Arbitrary read of files owned by the "git" user via malicious tar.gz file upload using GitLab export functionality

⚠ Please read the process on how to fix security issues before starting to work on the issue. Vulnerabilities must be fixed in a security mirror.

HackerOne report #2032730 by ubercomp on 2023-06-20, assigned to GitLab Team:

Report | Attachments | How To Reproduce

Report

Summary

During project imports from a Gitlab export, an arbitrary tarball is processed / extracted with the use of the GNU tar command, and the contents of the tarball are reflcted back to the user through the imported project. It's possible to read arbitrary files owned by the git user on the same partition as the one where the "tar" command is run via command_line_util.rb a tarball containing hard links.

Additional details

This type of issue, related to using tar on an arbitrary tarball and reflecting the contents back to the user, has a history on Gitlab, and the implementation is hardened. Specifically, it removes symbolic links after extracting, and even matches hidden and changes permissions beforehand, thwarting most attacks. However, Gitlab still extracts tarballs containing soft and hard links, and it's possible to devise an attack due to an unexpected behavior which I discovered on GNU tar as part of my research on Gitlab: when extracting a tarball to an empty directory, it is possible that one of the extracted files will be a hard link to a file outside the aforementioned empty directory.

Fix suggestion: The attack makes use of both soft and hard links, so inspecting the tarball with "tar tvvf" and refusing to process it further if it contains soft or hard links is an effective mitigation for this attack [note 1], as is ensuring that the tarball is extracted on a partition that doesn't contain any sensitive files, as hard links are not allowed to cross device boundaries.

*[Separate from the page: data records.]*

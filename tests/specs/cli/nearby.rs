// SPDX-License-Identifier: MIT
// Copyright (c) 2026 Alfred Jean LLC

//! Specs for `bloodline nearby` over the cached hospital list.

#![allow(clippy::panic)]
#![allow(clippy::unwrap_used)]
#![allow(clippy::expect_used)]

use std::io::{BufRead, BufReader, Write};
use std::net::TcpListener;
use std::thread;
use std::time::Duration;

use assert_cmd::cargo::cargo_bin_cmd;
use assert_cmd::Command;
use predicates::prelude::*;
use serde_json::json;
use tempfile::TempDir;
use yare::parameterized;

/// Serves the hospital collection to every GET request.
fn start_server() -> String {
    let listener = TcpListener::bind("127.0.0.1:0").unwrap();
    let url = format!("http://{}/api", listener.local_addr().unwrap());
    let body = json!([
        {"_id": "h-1", "name": "Sultanahmet Hospital", "city": "Istanbul", "phone": "0212 000",
         "location": {"latitude": 41.0082, "longitude": 28.9784}},
        {"_id": "h-2", "name": "Cerrahpasa Hospital", "city": "Istanbul",
         "location": {"latitude": 41.005, "longitude": 28.94}},
        {"_id": "h-3", "name": "Ankara City Hospital", "city": "Ankara",
         "location": {"latitude": 39.93, "longitude": 32.86}},
        {"_id": "h-4", "name": "Field Clinic"}
    ])
    .to_string();

    thread::spawn(move || {
        for stream in listener.incoming() {
            let Ok(mut stream) = stream else { continue };
            let _ = stream.set_read_timeout(Some(Duration::from_secs(5)));
            let Ok(clone) = stream.try_clone() else { continue };
            let mut reader = BufReader::new(clone);
            // Drain the request head; probes close without sending one
            let mut saw_request = false;
            loop {
                let mut line = String::new();
                match reader.read_line(&mut line) {
                    Ok(0) | Err(_) => break,
                    Ok(_) if line.trim_end().is_empty() => break,
                    Ok(_) => saw_request = true,
                }
            }
            if !saw_request {
                continue;
            }
            let response = format!(
                "HTTP/1.1 200 OK\r\nContent-Type: application/json\r\nContent-Length: {}\r\nConnection: close\r\n\r\n{}",
                body.len(),
                body
            );
            let _ = stream.write_all(response.as_bytes());
        }
    });
    url
}

fn bloodline(dir: &TempDir, url: &str) -> Command {
    let mut cmd = cargo_bin_cmd!("bloodline");
    cmd.env("BLOODLINE_DIR", dir.path())
        .env("BLOODLINE_SERVER_URL", url)
        .env_remove("RUST_LOG");
    cmd
}

fn pulled() -> TempDir {
    let url = start_server();
    let dir = TempDir::new().unwrap();
    bloodline(&dir, &url)
        .args(["pull", "hospitals"])
        .assert()
        .success();
    dir
}

fn nearby_lines(dir: &TempDir, args: &[&str]) -> Vec<String> {
    let output = bloodline(dir, "http://127.0.0.1:9/api")
        .arg("nearby")
        .args(args)
        .output()
        .unwrap();
    assert!(output.status.success());
    String::from_utf8_lossy(&output.stdout)
        .lines()
        .map(str::to_string)
        .collect()
}

#[test]
fn empty_cache_suggests_pull() {
    let dir = TempDir::new().unwrap();
    bloodline(&dir, "http://127.0.0.1:9/api")
        .args(["nearby", "--lat", "41.0", "--lon", "29.0"])
        .assert()
        .success()
        .stdout(predicate::str::contains("No hospitals cached"))
        .stdout(predicate::str::contains("bloodline pull hospitals"));
}

#[test]
fn nearest_first_within_default_radius() {
    let dir = pulled();
    let lines = nearby_lines(&dir, &["--lat", "41.0082", "--lon", "28.9784"]);
    assert_eq!(lines.len(), 3);
    assert!(lines[0].starts_with("   0.0 km  Sultanahmet Hospital (Istanbul)  0212 000"));
    assert!(lines[1].contains("? km  Field Clinic"));
    assert!(lines[2].contains("Cerrahpasa Hospital"));
}

#[test]
fn radius_and_limit_flags() {
    let dir = pulled();
    let lines = nearby_lines(
        &dir,
        &["--lat", "41.0082", "--lon", "28.9784", "--radius", "500", "-n", "4"],
    );
    assert_eq!(lines.len(), 4);
    assert!(lines[3].contains("Ankara City Hospital"));

    let lines = nearby_lines(&dir, &["--lat", "41.0082", "--lon", "28.9784", "-n", "1"]);
    assert_eq!(lines.len(), 1);
}

#[test]
fn config_sets_default_radius() {
    let dir = pulled();
    std::fs::write(
        dir.path().join("config.toml"),
        "[nearby]\nradius_km = 1000.0\nlimit = 2\n",
    )
    .unwrap();
    let lines = nearby_lines(&dir, &["--lat", "39.93", "--lon", "32.86"]);
    assert_eq!(lines.len(), 2);
    assert!(lines[0].contains("Ankara City Hospital"));
}

#[test]
fn nothing_within_radius() {
    let dir = pulled();
    let lines = nearby_lines(&dir, &["--lat", "-33.86", "--lon", "151.2", "--radius", "5"]);
    // Only the hospital without coordinates is at distance 0
    assert_eq!(lines.len(), 1);
    assert!(lines[0].contains("Field Clinic"));
}

#[parameterized(
    latitude = { "95", "0" },
    longitude = { "0", "200" },
)]
fn out_of_range_coordinates_fail(lat: &str, lon: &str) {
    let dir = TempDir::new().unwrap();
    bloodline(&dir, "http://127.0.0.1:9/api")
        .args(["nearby", "--lat", lat, "--lon", lon])
        .assert()
        .failure()
        .stderr(predicate::str::contains("invalid coordinate"));
}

I have privately reported the issue with tar to the GNU tar maintainers without mentioning any affected parties and they are working on a patch for it (which can be seen on the tar commit log on commits related to the apply_delayed_links function. However, I expect that it will be a while before all the distributions have pulled the patch from upstream and, since I found this issue because I was working on Gitlab, I decided to report even though an official patch is not yet available, as there are mitigations that avoid exploitability.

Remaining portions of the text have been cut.